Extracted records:
[Start of Attachment]

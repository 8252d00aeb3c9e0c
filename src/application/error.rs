//! # Application Errors
//!
//! What the service layer can return to a caller.
//!
//! Supplier-side failures are absent on purpose: the orchestrator records
//! them in the search summary. Only caller mistakes surface here.
//!
//! ```text
//! ApplicationError
//! ├── Domain(DomainError)  - value object rejected the input
//! ├── Validation(String)   - request rejected before dispatch
//! └── NotFound             - unknown supplier code
//! ```
//!
//! # Examples
//!
//! ```
//! use transfer_search::application::error::ApplicationError;
//!
//! let err = ApplicationError::validation("passenger count must be positive");
//! assert!(err.is_validation());
//!
//! let err = ApplicationError::not_found("supplier", "acme");
//! assert!(err.is_not_found());
//! ```

use crate::domain::errors::DomainError;
use thiserror::Error;

/// Service layer error.
#[derive(Debug, Error)]
pub enum ApplicationError {
    /// A value object refused the input.
    #[error("invalid input: {0}")]
    Domain(#[from] DomainError),

    /// The search request is unusable.
    #[error("invalid request: {0}")]
    Validation(String),

    /// No such resource.
    #[error("unknown {kind}: {id}")]
    NotFound {
        /// What was looked up, e.g. `supplier`.
        kind: &'static str,
        /// The identifier that matched nothing.
        id: String,
    },
}

impl ApplicationError {
    /// Creates a validation error.
    #[must_use]
    pub fn validation(message: impl Into<String>) -> Self {
        Self::Validation(message.into())
    }

    /// Creates a not found error.
    #[must_use]
    pub fn not_found(kind: &'static str, id: impl Into<String>) -> Self {
        Self::NotFound {
            kind,
            id: id.into(),
        }
    }

    /// Returns true for an unknown resource.
    #[inline]
    #[must_use]
    pub fn is_not_found(&self) -> bool {
        matches!(self, Self::NotFound { .. })
    }

    /// Returns true if the caller supplied invalid input.
    #[inline]
    #[must_use]
    pub fn is_validation(&self) -> bool {
        matches!(self, Self::Validation(_) | Self::Domain(_))
    }
}

/// Result type for service operations.
pub type ApplicationResult<T> = Result<T, ApplicationError>;
//! # Application Services
//!
//! The search core: supplier registry, orchestrator and result assembler.

pub mod result_assembler;
pub mod search_orchestrator;
pub mod supplier_registry;

pub use result_assembler::ResultAssembler;
pub use search_orchestrator::{OrchestratorConfig, SearchOrchestrator};
pub use supplier_registry::SupplierRegistry;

[End of Attachment]

#### Task goal:
Only lines of the data holding the word "resource" go in the answer. Please copy each of them.

#### Solution for this problem:
    /// No such resource.
    /// Returns true for an unknown resource.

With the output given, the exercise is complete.